I outlined the story before we left: At her family’s Christmas Eve party, a little girl named Clara gets a nutcracker shaped like a toy soldier from her eccentric uncle. It’s her favorite gift. At the end of the evening, party guests go home and the children go upstairs to bed. Clara creeps down the steps to find her beloved nutcracker and falls asleep under the Christmas tree. The tree grows, the toys come alive, an army of toy soldiers fights an army of mice. Clara saves the day by throwing her shoe at the mouse king. The nutcracker turns into a prince, takes Clara to a fantasyland of life-sized dancing dolls, fabulous sweets, dancing snowflakes and flowers, the sugar plum fairy, etc.
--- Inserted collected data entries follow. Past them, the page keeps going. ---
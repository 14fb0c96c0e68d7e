//! # Scoring Engine
//! Pure mapping `(articles, config, now)` → `ScoreComponents`. No I/O.
//!
//! Three signals are combined:
//! - `sentiment_strength`: mean of `confidence × polarity` (unclamped, in [-1, 1]).
//! - `article_volume`    : `min(1, ln(count + 1) / 3)`, saturates around 19 articles.
//! - `recency`           : mean of `exp(-age_hours / half_life_hours)`, age clamped at 0.
//!
//! Composite = weighted sum per `RankingConfig`, clamped to [0, 1].

use chrono::{DateTime, Utc};
use serde::{Deserialize, Serialize};

use crate::config::RankingConfig;
use crate::error::ValidationError;
use crate::signal::{validate_batch, ArticleSentiment, RawArticle};

/// `ln(count + 1)` is divided by this; volume reaches 1 at `count = e^3 - 1`.
const VOLUME_LOG_SCALE: f64 = 3.0;

const MS_PER_HOUR: f64 = 3_600_000.0;

/// Per-company score breakdown, computed fresh per call.
#[derive(Debug, Clone, Copy, PartialEq, Default, Serialize, Deserialize)]
pub struct ScoreComponents {
    pub sentiment_strength: f64,
    pub article_volume: f64,
    pub recency: f64,
    pub composite_score: f64,
}

impl ScoreComponents {
    /// The defined "no news" / failure value.
    pub const fn zero() -> Self {
        Self {
            sentiment_strength: 0.0,
            article_volume: 0.0,
            recency: 0.0,
            composite_score: 0.0,
        }
    }

    pub fn is_zero(&self) -> bool {
        *self == Self::zero()
    }
}

/// Scores article batches against one validated configuration.
#[derive(Debug, Clone)]
pub struct ScoringEngine {
    config: RankingConfig,
}

impl ScoringEngine {
    pub fn new(config: RankingConfig) -> Self {
        Self { config }
    }

    pub fn config(&self) -> &RankingConfig {
        &self.config
    }

    pub fn score(&self, articles: &[ArticleSentiment], now: DateTime<Utc>) -> ScoreComponents {
        if articles.is_empty() {
            return ScoreComponents::zero();
        }

        let n = articles.len() as f64;
        let half_life = self.config.half_life_hours();

        let sentiment_strength =
            articles.iter().map(ArticleSentiment::signed_confidence).sum::<f64>() / n;

        let article_volume = article_volume(articles.len());

        let recency = articles
            .iter()
            .map(|a| recency_weight(age_hours(a.published_at(), now), half_life))
            .sum::<f64>()
            / n;

        let w = self.config.weights();
        let raw = w.sentiment_strength * sentiment_strength
            + w.article_volume * article_volume
            + w.recency * recency;

        ScoreComponents {
            sentiment_strength,
            article_volume,
            recency,
            composite_score: raw.clamp(0.0, 1.0),
        }
    }

    /// Validate every raw record, then score. One invalid record rejects the batch.
    pub fn score_raw(
        &self,
        raw: &[RawArticle],
        now: DateTime<Utc>,
    ) -> Result<ScoreComponents, ValidationError> {
        let articles = validate_batch(raw)?;
        Ok(self.score(&articles, now))
    }
}

/// Logarithmic volume signal in [0, 1]; 0 at `count = 0`.
pub fn article_volume(count: usize) -> f64 {
    ((count as f64 + 1.0).ln() / VOLUME_LOG_SCALE).min(1.0)
}

/// Exponential decay weight: 1.0 at age 0, `e^-1` at one half-life.
/// Negative ages (clock skew) count as 0.
pub fn recency_weight(age_hours: f64, half_life_hours: f64) -> f64 {
    (-age_hours.max(0.0) / half_life_hours).exp()
}

/// Fractional hours between `published_at` and `now`, never negative.
pub fn age_hours(published_at: DateTime<Utc>, now: DateTime<Utc>) -> f64 {
    let ms = (now - published_at).num_milliseconds();
    (ms as f64 / MS_PER_HOUR).max(0.0)
}

#[cfg(test)]
mod tests {
    use super::*;
    use crate::config::Weights;
    use chrono::{Duration, TimeZone};

    fn now() -> DateTime<Utc> {
        Utc.with_ymd_and_hms(2024, 6, 3, 9, 30, 0).unwrap()
    }

    fn art(polarity: i64, confidence: f64, hours_ago: i64) -> ArticleSentiment {
        ArticleSentiment::new(
            "Headline",
            now() - Duration::hours(hours_ago),
            polarity,
            confidence,
        )
        .unwrap()
    }

    fn engine() -> ScoringEngine {
        ScoringEngine::new(RankingConfig::default())
    }

    #[test]
    fn empty_input_is_all_zero() {
        let s = engine().score(&[], now());
        assert!(s.is_zero());
    }

    #[test]
    fn reference_three_article_case_lands_mid_range() {
        let articles = vec![art(1, 1.0, 0), art(1, 1.0, 0), art(-1, 1.0, 48)];
        let s = engine().score(&articles, now());

        assert!((s.sentiment_strength - 1.0 / 3.0).abs() < 1e-12);
        assert!((s.article_volume - 4f64.ln() / 3.0).abs() < 1e-12);
        assert!((s.recency - (2.0 + (-2.0f64).exp()) / 3.0).abs() < 1e-12);
        assert!(
            s.composite_score > 0.4 && s.composite_score < 0.6,
            "composite {}",
            s.composite_score
        );
    }

    #[test]
    fn all_neutral_scores_on_volume_and_recency_only() {
        let articles = vec![art(0, 0.9, 0), art(0, 0.7, 0)];
        let s = engine().score(&articles, now());
        assert_eq!(s.sentiment_strength, 0.0);
        let w = *RankingConfig::default().weights();
        let expected = w.article_volume * article_volume(2) + w.recency * 1.0;
        assert!((s.composite_score - expected).abs() < 1e-12);
    }

    #[test]
    fn future_timestamp_counts_as_fresh_not_bonus() {
        let skewed = ArticleSentiment::new("Skew", now() + Duration::minutes(5), 1, 1.0).unwrap();
        let s = engine().score(&[skewed], now());
        assert_eq!(s.recency, 1.0);
    }

    #[test]
    fn single_very_old_article_has_near_zero_recency() {
        let s = engine().score(&[art(1, 1.0, 24 * 60)], now());
        assert!(s.recency < 1e-15);
        assert!(s.recency >= 0.0);
    }

    #[test]
    fn recency_weight_at_half_life_is_inverse_e() {
        assert_eq!(recency_weight(0.0, 24.0), 1.0);
        assert!((recency_weight(24.0, 24.0) - 0.367_879_441).abs() < 1e-6);
        assert_eq!(recency_weight(-3.0, 24.0), 1.0);
    }

    #[test]
    fn volume_saturates_at_one() {
        assert_eq!(article_volume(0), 0.0);
        assert!(article_volume(19) < 1.0);
        assert_eq!(article_volume(20), 1.0);
        assert_eq!(article_volume(10_000), 1.0);
    }

    #[test]
    fn composite_clamps_below_zero() {
        let cfg = RankingConfig::new(
            Weights {
                sentiment_strength: 1.0,
                article_volume: 0.0,
                recency: 0.0,
            },
            24.0,
        )
        .unwrap();
        let s = ScoringEngine::new(cfg).score(&[art(-1, 1.0, 0)], now());
        assert_eq!(s.sentiment_strength, -1.0);
        assert_eq!(s.composite_score, 0.0);
    }

    #[test]
    fn score_raw_rejects_whole_batch() {
        let ok = RawArticle {
            text: "Fine".into(),
            published_at: "2024-06-03T09:00:00Z".into(),
            polarity: Some(1),
            label: None,
            confidence: 0.9,
        };
        let bad = RawArticle {
            label: Some("great".into()),
            polarity: None,
            ..ok.clone()
        };
        assert!(engine().score_raw(&[ok.clone()], now()).is_ok());
        assert!(engine().score_raw(&[ok, bad], now()).is_err());
    }
}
They didn’t pay much attention.

We arrived early and had to wait about fifteen minutes in our seats until the ballet began. They played “I Spy” with the theater décor while we waited for the show to begin.

“I spy a lion’s head.”

“I see it.”

“I saw it first.”

“I saw it first.”

“No, I did.”

“I spy a candlestick.”

“I see it.”

“I saw it first.”

And so on.

The music began. They were fascinated. Earlier, I had decided not to push the ballet experience as I had with my three daughters. They remember The Nutcracker as something they had to go to every year because I insisted.

I noticed, however, that my daughters now talk up the whole Nutcracker experience to their children. “You’ll love it,” they said.

Did the grandchildren love it? Maybe.

Maybe they just enjoyed a new experience. Maybe they were humoring me.

Either way, one grandson sat on the edge of his chair, eyes glued to the dancers for the entire first act.

During what they called “halftime,” the boys made cootie-catchers out of the program inserts.

I was still determined not to push theatrical performances on this new generation. That’s what’s so neat about being a grandmother. Occasionally, you get a chance to correct some mistakes you made the first time around.

All four grandchildren were to spend the night at my house. When we got home, they held contests to see who could leap the highest, who could fling one leg the highest without falling, and who could jump in the air and touch the toes on both feet at the same time. They all demonstrated the art of gliding off stage, head held high, one arm flung forward while the other trailed gracefully behind.

So, I think they liked it.

The next day, one especially observant grandson told his mother and father about the costumes. He commented on the unusual clinginess of the men’s tights. And now, with apologies to those of you who don’t like this kind of humor, I must tell you what he said about those tights.

“They were really, really tight,” he observed. “That must be why they call it The Nutcracker.”